→ **EXERCISE PROMPT**: Across the records that follow, count each line holding "number", and write only the total.

━━━━━━━━━━━━━━━━━━━━

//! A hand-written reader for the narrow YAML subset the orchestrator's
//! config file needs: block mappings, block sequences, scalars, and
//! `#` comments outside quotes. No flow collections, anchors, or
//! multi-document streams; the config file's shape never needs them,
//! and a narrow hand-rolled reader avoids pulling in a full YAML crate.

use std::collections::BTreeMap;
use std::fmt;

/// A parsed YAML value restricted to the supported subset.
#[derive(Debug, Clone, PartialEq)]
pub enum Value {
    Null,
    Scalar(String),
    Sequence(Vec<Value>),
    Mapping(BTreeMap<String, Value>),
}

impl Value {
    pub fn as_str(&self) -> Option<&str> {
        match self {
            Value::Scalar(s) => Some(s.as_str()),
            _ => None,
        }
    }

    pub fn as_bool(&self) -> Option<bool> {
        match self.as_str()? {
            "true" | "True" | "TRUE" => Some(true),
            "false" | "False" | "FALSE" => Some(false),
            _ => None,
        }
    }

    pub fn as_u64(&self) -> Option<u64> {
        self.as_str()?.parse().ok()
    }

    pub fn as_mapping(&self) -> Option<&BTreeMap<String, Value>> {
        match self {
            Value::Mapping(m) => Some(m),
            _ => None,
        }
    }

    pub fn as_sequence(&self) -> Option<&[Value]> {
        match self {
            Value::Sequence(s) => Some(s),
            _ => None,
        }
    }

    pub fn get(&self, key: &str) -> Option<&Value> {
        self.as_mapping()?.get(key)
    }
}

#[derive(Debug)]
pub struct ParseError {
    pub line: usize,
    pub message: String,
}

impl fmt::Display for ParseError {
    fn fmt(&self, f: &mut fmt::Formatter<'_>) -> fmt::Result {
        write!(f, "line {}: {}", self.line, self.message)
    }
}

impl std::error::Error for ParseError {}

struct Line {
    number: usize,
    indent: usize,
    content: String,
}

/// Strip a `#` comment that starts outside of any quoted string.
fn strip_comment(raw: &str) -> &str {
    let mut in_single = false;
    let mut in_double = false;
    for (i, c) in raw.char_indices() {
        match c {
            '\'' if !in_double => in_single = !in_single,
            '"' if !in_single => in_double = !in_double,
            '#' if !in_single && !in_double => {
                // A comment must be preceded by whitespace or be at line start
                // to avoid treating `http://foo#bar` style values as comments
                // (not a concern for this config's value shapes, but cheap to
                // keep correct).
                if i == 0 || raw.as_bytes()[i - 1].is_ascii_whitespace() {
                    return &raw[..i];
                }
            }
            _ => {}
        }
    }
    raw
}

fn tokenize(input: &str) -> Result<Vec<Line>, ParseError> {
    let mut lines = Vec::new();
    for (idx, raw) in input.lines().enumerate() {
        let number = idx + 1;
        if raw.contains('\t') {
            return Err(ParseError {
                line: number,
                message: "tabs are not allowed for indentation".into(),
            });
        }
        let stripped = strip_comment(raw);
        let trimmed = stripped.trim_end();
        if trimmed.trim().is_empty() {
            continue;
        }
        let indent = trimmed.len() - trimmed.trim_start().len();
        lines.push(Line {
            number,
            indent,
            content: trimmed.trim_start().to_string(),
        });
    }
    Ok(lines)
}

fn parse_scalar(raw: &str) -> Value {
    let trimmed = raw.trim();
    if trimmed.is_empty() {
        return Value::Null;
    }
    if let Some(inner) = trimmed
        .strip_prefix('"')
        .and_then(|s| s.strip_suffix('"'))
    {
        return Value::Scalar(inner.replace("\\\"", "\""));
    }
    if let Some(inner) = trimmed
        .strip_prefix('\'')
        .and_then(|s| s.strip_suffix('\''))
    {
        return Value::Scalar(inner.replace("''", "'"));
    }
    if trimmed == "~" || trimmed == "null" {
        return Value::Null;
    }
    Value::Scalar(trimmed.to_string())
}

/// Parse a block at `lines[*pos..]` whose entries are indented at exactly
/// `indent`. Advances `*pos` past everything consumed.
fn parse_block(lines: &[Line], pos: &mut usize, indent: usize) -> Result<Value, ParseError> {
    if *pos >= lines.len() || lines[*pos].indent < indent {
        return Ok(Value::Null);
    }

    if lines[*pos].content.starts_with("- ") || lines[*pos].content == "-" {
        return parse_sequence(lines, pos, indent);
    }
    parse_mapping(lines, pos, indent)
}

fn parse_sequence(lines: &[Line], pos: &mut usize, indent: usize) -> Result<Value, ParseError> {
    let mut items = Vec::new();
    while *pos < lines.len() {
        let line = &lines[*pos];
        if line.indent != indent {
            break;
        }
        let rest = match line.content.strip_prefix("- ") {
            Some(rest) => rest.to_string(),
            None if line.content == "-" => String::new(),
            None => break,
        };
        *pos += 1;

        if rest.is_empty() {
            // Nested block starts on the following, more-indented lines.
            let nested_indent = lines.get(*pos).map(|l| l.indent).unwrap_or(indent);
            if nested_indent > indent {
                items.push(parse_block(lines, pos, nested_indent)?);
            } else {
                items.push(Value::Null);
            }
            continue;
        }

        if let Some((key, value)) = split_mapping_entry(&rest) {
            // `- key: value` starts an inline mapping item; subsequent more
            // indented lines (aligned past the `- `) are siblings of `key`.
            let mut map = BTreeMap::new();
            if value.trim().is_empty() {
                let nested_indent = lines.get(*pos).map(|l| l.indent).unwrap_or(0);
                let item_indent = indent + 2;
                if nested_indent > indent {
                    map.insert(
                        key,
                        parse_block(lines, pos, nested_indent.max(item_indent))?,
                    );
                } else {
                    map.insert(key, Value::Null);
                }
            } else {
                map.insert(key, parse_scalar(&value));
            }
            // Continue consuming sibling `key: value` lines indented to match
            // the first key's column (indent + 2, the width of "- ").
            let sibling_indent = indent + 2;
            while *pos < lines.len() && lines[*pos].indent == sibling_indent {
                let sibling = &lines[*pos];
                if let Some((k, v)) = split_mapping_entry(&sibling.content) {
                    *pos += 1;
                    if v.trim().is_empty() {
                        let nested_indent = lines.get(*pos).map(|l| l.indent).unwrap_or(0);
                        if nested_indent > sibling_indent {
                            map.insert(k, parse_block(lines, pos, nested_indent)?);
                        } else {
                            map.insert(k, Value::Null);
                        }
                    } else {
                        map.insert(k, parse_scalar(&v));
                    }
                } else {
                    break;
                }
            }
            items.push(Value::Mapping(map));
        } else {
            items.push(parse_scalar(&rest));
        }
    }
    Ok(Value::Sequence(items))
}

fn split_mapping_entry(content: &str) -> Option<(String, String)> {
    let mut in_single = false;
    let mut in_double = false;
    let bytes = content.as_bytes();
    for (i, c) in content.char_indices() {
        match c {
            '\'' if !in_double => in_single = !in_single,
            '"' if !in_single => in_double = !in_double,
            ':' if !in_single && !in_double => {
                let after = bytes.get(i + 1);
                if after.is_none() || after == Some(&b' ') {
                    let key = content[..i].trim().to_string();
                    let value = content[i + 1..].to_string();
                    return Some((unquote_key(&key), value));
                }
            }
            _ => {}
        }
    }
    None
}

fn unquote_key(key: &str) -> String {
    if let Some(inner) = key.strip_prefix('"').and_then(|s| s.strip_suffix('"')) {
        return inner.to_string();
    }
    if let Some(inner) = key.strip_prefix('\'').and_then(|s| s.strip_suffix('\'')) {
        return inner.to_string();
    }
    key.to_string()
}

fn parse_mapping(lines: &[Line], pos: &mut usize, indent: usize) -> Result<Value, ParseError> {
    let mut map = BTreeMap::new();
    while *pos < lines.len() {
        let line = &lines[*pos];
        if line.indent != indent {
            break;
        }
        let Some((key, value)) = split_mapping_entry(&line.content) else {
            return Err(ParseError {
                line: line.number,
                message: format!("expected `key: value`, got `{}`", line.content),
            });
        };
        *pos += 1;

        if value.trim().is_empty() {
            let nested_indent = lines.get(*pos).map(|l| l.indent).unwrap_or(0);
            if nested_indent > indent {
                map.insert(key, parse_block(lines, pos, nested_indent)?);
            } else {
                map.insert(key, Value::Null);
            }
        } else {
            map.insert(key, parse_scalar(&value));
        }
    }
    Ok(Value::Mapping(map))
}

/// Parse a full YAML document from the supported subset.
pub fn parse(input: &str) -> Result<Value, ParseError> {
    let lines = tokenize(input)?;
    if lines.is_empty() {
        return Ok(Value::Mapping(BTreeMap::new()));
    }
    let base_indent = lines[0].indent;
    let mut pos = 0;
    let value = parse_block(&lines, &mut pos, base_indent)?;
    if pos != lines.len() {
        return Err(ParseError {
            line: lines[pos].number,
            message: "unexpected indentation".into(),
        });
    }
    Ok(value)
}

━━━━━━━━━━━━━━━━━━━━

→ **ANSWER BOX**: 6